(Excerpts from a dataset):
- - -
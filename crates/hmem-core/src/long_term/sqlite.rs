//! SQLite index backing the long-term tier.
//!
//! All agents share one database; rows are partitioned by `collection`
//! (`agent_{id}`). The index is synchronous and is only called from the
//! blocking worker pool.

use std::path::Path;
use std::sync::{Mutex, MutexGuard, PoisonError};

use chrono::{DateTime, SecondsFormat, Utc};
use rusqlite::{Connection, OptionalExtension, Row, ToSql, params};
use serde_json::Value;
use tracing::{debug, warn};

use super::migrations::run_migrations;
use crate::error::{MemoryError, Result};
use crate::types::{
    AdvancedSearchQuery, CONTEXT_TIMESTAMP_KEY, CONTEXT_TYPE_KEY, MemoryContext, MemoryEntry, Metadata,
    StoredEntry,
};

const COLUMNS: &str =
    "id, content, metadata_json, context_type, context_timestamp, context_metadata_json";

/// Fixed-width RFC 3339 so that text order equals time order.
pub fn format_timestamp(ts: DateTime<Utc>) -> String {
    ts.to_rfc3339_opts(SecondsFormat::Nanos, true)
}

fn parse_timestamp(raw: &str) -> Result<DateTime<Utc>> {
    DateTime::parse_from_rfc3339(raw)
        .map(|ts| ts.with_timezone(&Utc))
        .map_err(|e| MemoryError::Serialization(format!("invalid timestamp {raw:?}: {e}")))
}

fn encode_embedding(embedding: &[f32]) -> Vec<u8> {
    embedding.iter().flat_map(|v| v.to_le_bytes()).collect()
}

fn decode_embedding(bytes: &[u8]) -> Vec<f32> {
    bytes
        .chunks_exact(4)
        .map(|c| f32::from_le_bytes([c[0], c[1], c[2], c[3]]))
        .collect()
}

/// JSON path selecting a top-level metadata key. SQLite's path syntax has
/// no escape for a quote inside a quoted label, so such keys are refused.
fn json_path(key: &str) -> Result<String> {
    if key.contains(['"', '\\']) {
        return Err(MemoryError::invalid(format!(
            "metadata filter key {key:?} must not contain quotes or backslashes"
        )));
    }
    Ok(format!("$.\"{key}\""))
}

/// A filtered row together with its stored embedding.
#[derive(Debug, Clone)]
pub struct Candidate {
    pub id: String,
    pub entry: MemoryEntry,
    pub embedding: Vec<f32>,
}

struct RawRow {
    id: String,
    content: String,
    metadata_json: String,
    context_type: String,
    context_timestamp: String,
    context_metadata_json: String,
}

impl RawRow {
    fn from_row(row: &Row<'_>) -> rusqlite::Result<Self> {
        Ok(Self {
            id: row.get(0)?,
            content: row.get(1)?,
            metadata_json: row.get(2)?,
            context_type: row.get(3)?,
            context_timestamp: row.get(4)?,
            context_metadata_json: row.get(5)?,
        })
    }

    fn decode(self) -> Result<StoredEntry> {
        let mut metadata: Metadata = serde_json::from_str(&self.metadata_json)?;
        metadata.remove(CONTEXT_TYPE_KEY);
        metadata.remove(CONTEXT_TIMESTAMP_KEY);

        let context_metadata: Metadata = serde_json::from_str(&self.context_metadata_json)?;
        let timestamp = parse_timestamp(&self.context_timestamp)?;

        Ok(StoredEntry {
            id: self.id,
            entry: MemoryEntry {
                content: self.content,
                metadata,
                context: MemoryContext::new(self.context_type, timestamp)
                    .with_metadata(context_metadata),
            },
        })
    }
}

/// Build the `WHERE` clause for a query's filters.
fn filter_clause(collection: &str, query: &AdvancedSearchQuery) -> Result<(String, Vec<Box<dyn ToSql>>)> {
    let mut sql = String::from("collection = ?");
    let mut params: Vec<Box<dyn ToSql>> = vec![Box::new(collection.to_string())];

    if let Some(ref context_type) = query.context_type {
        sql.push_str(" AND context_type = ?");
        params.push(Box::new(context_type.clone()));
    }

    if let Some(range) = &query.time_range {
        sql.push_str(" AND context_timestamp >= ? AND context_timestamp <= ?");
        params.push(Box::new(format_timestamp(range.start)));
        params.push(Box::new(format_timestamp(range.end)));
    }

    if let Some(filters) = &query.metadata_filters {
        for (key, value) in filters {
            let path = json_path(key)?;
            match value {
                Value::Bool(b) => {
                    sql.push_str(" AND json_type(metadata_json, ?) = ?");
                    params.push(Box::new(path));
                    params.push(Box::new(if *b { "true" } else { "false" }));
                }
                Value::Number(n) => {
                    sql.push_str(
                        " AND json_type(metadata_json, ?) IN ('integer', 'real') AND json_extract(metadata_json, ?) = ?",
                    );
                    params.push(Box::new(path.clone()));
                    params.push(Box::new(path));
                    if let Some(i) = n.as_i64() {
                        params.push(Box::new(i));
                    } else if let Some(f) = n.as_f64() {
                        params.push(Box::new(f));
                    } else {
                        return Err(MemoryError::invalid(format!(
                            "metadata filter {key} holds an unsupported number: {n}"
                        )));
                    }
                }
                Value::String(s) => {
                    sql.push_str(
                        " AND json_type(metadata_json, ?) = 'text' AND json_extract(metadata_json, ?) = ?",
                    );
                    params.push(Box::new(path.clone()));
                    params.push(Box::new(path));
                    params.push(Box::new(s.clone()));
                }
                Value::Null => {
                    sql.push_str(" AND json_type(metadata_json, ?) = 'null'");
                    params.push(Box::new(path));
                }
                Value::Array(_) | Value::Object(_) => {
                    sql.push_str(" AND json_extract(metadata_json, ?) = json(?)");
                    params.push(Box::new(path));
                    params.push(Box::new(serde_json::to_string(value)?));
                }
            }
        }
    }

    Ok((sql, params))
}

/// Shared SQLite database for every agent's long-term collection.
pub struct SqliteIndex {
    conn: Mutex<Connection>,
}

impl SqliteIndex {
    /// Open (creating if needed) the database file and apply migrations.
    pub fn open(path: &Path) -> Result<Self> {
        if let Some(parent) = path.parent() {
            if !parent.as_os_str().is_empty() {
                std::fs::create_dir_all(parent)?;
            }
        }

        let conn = Connection::open(path)?;
        conn.execute_batch("PRAGMA journal_mode=WAL; PRAGMA synchronous=NORMAL; PRAGMA busy_timeout=5000;")?;
        debug!(path = %path.display(), "Opened long-term database");
        Self::from_connection(conn)
    }

    /// Private in-memory database, used by tests and `:memory:` paths.
    pub fn open_in_memory() -> Result<Self> {
        Self::from_connection(Connection::open_in_memory()?)
    }

    fn from_connection(conn: Connection) -> Result<Self> {
        run_migrations(&conn)?;
        Ok(Self {
            conn: Mutex::new(conn),
        })
    }

    fn conn(&self) -> MutexGuard<'_, Connection> {
        self.conn.lock().unwrap_or_else(PoisonError::into_inner)
    }

    /// Insert a row, or return the existing id when `origin_id` was already imported.
    pub fn insert(
        &self,
        collection: &str,
        id: &str,
        origin_id: Option<&str>,
        entry: &MemoryEntry,
        embedding: &[f32],
    ) -> Result<String> {
        let conn = self.conn();

        if let Some(origin) = origin_id {
            let existing: Option<String> = conn
                .query_row(
                    "SELECT id FROM long_term_memories WHERE collection = ?1 AND origin_id = ?2",
                    params![collection, origin],
                    |row| row.get(0),
                )
                .optional()?;
            if let Some(existing) = existing {
                debug!(collection, origin_id = origin, memory_id = %existing, "Origin already imported");
                return Ok(existing);
            }
        }

        let timestamp = format_timestamp(entry.context.timestamp);
        let mut flat = entry.metadata.clone();
        flat.insert(
            CONTEXT_TYPE_KEY.to_string(),
            Value::String(entry.context.context_type.clone()),
        );
        flat.insert(CONTEXT_TIMESTAMP_KEY.to_string(), Value::String(timestamp.clone()));

        conn.execute(
            "INSERT INTO long_term_memories
                (id, collection, content, metadata_json, context_type, context_timestamp,
                 context_metadata_json, embedding, origin_id, created_at)
             VALUES (?1, ?2, ?3, ?4, ?5, ?6, ?7, ?8, ?9, ?10)",
            params![
                id,
                collection,
                &entry.content,
                serde_json::to_string(&flat)?,
                &entry.context.context_type,
                timestamp,
                serde_json::to_string(&entry.context.metadata)?,
                encode_embedding(embedding),
                origin_id,
                Utc::now().timestamp_millis(),
            ],
        )?;

        Ok(id.to_string())
    }

    pub fn get(&self, collection: &str, id: &str) -> Result<Option<MemoryEntry>> {
        let conn = self.conn();
        let raw = conn
            .query_row(
                &format!("SELECT {COLUMNS} FROM long_term_memories WHERE collection = ?1 AND id = ?2"),
                params![collection, id],
                RawRow::from_row,
            )
            .optional()?;

        raw.map(|r| r.decode().map(|stored| stored.entry)).transpose()
    }

    /// Returns whether a row was removed.
    pub fn delete(&self, collection: &str, id: &str) -> Result<bool> {
        let removed = self.conn().execute(
            "DELETE FROM long_term_memories WHERE collection = ?1 AND id = ?2",
            params![collection, id],
        )?;
        Ok(removed > 0)
    }

    /// Delete every row of `collection`, returning how many were removed.
    pub fn clear(&self, collection: &str) -> Result<usize> {
        let removed = self.conn().execute(
            "DELETE FROM long_term_memories WHERE collection = ?1",
            params![collection],
        )?;
        Ok(removed)
    }

    pub fn count(&self, collection: &str) -> Result<usize> {
        let count: i64 = self.conn().query_row(
            "SELECT COUNT(*) FROM long_term_memories WHERE collection = ?1",
            params![collection],
            |row| row.get(0),
        )?;
        Ok(count as usize)
    }

    /// Rows matching the query's filters, with embeddings, newest first.
    pub fn candidates(&self, collection: &str, query: &AdvancedSearchQuery) -> Result<Vec<Candidate>> {
        let (clause, params) = filter_clause(collection, query)?;
        let sql = format!(
            "SELECT {COLUMNS}, embedding FROM long_term_memories WHERE {clause}
             ORDER BY context_timestamp DESC, id"
        );

        let conn = self.conn();
        let mut stmt = conn.prepare(&sql)?;
        let param_refs: Vec<&dyn ToSql> = params.iter().map(|p| p.as_ref()).collect();
        let rows = stmt.query_map(param_refs.as_slice(), |row| {
            Ok((RawRow::from_row(row)?, row.get::<_, Vec<u8>>(6)?))
        })?;

        let mut candidates = Vec::new();
        for row in rows {
            let (raw, embedding) = row?;
            let id = raw.id.clone();
            match raw.decode() {
                Ok(stored) => candidates.push(Candidate {
                    id: stored.id,
                    entry: stored.entry,
                    embedding: decode_embedding(&embedding),
                }),
                Err(e) => warn!(collection, memory_id = %id, error = %e, "Skipping corrupt long-term row"),
            }
        }
        Ok(candidates)
    }

    /// One page of entries, newest first.
    pub fn recent(&self, collection: &str, limit: usize, offset: usize) -> Result<Vec<StoredEntry>> {
        self.page(
            &format!(
                "SELECT {COLUMNS} FROM long_term_memories WHERE collection = ?1
                 ORDER BY context_timestamp DESC, id LIMIT ?2 OFFSET ?3"
            ),
            params![collection, limit as i64, offset as i64],
            collection,
        )
    }

    /// One page of entries strictly older than `threshold`, oldest first.
    pub fn older_than(
        &self,
        collection: &str,
        threshold: DateTime<Utc>,
        limit: usize,
        offset: usize,
    ) -> Result<Vec<StoredEntry>> {
        self.page(
            &format!(
                "SELECT {COLUMNS} FROM long_term_memories WHERE collection = ?1 AND context_timestamp < ?2
                 ORDER BY context_timestamp ASC, id LIMIT ?3 OFFSET ?4"
            ),
            params![collection, format_timestamp(threshold), limit as i64, offset as i64],
            collection,
        )
    }

    fn page(&self, sql: &str, params: &[&dyn ToSql], collection: &str) -> Result<Vec<StoredEntry>> {
        let conn = self.conn();
        let mut stmt = conn.prepare(sql)?;
        let rows = stmt.query_map(params, RawRow::from_row)?;

        let mut entries = Vec::new();
        for row in rows {
            let raw = row?;
            let id = raw.id.clone();
            match raw.decode() {
                Ok(stored) => entries.push(stored),
                Err(e) => warn!(collection, memory_id = %id, error = %e, "Skipping corrupt long-term row"),
            }
        }
        Ok(entries)
    }
}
- - -
(TASK TO COMPLETE): Transcribe verbatim. Cover the lines from the first line of the entries above to the line containing "use super::migrations::run_migrations;", inclusive.

(THE COMPLETED TASK):
filename crates/hmem-core/src/long_term/sqlite.rs
//! SQLite index backing the long-term tier.
//!
//! All agents share one database; rows are partitioned by `collection`
//! (`agent_{id}`). The index is synchronous and is only called from the
//! blocking worker pool.

use std::path::Path;
use std::sync::{Mutex, MutexGuard, PoisonError};

use chrono::{DateTime, SecondsFormat, Utc};
use rusqlite::{Connection, OptionalExtension, Row, ToSql, params};
use serde_json::Value;
use tracing::{debug, warn};

use super::migrations::run_migrations;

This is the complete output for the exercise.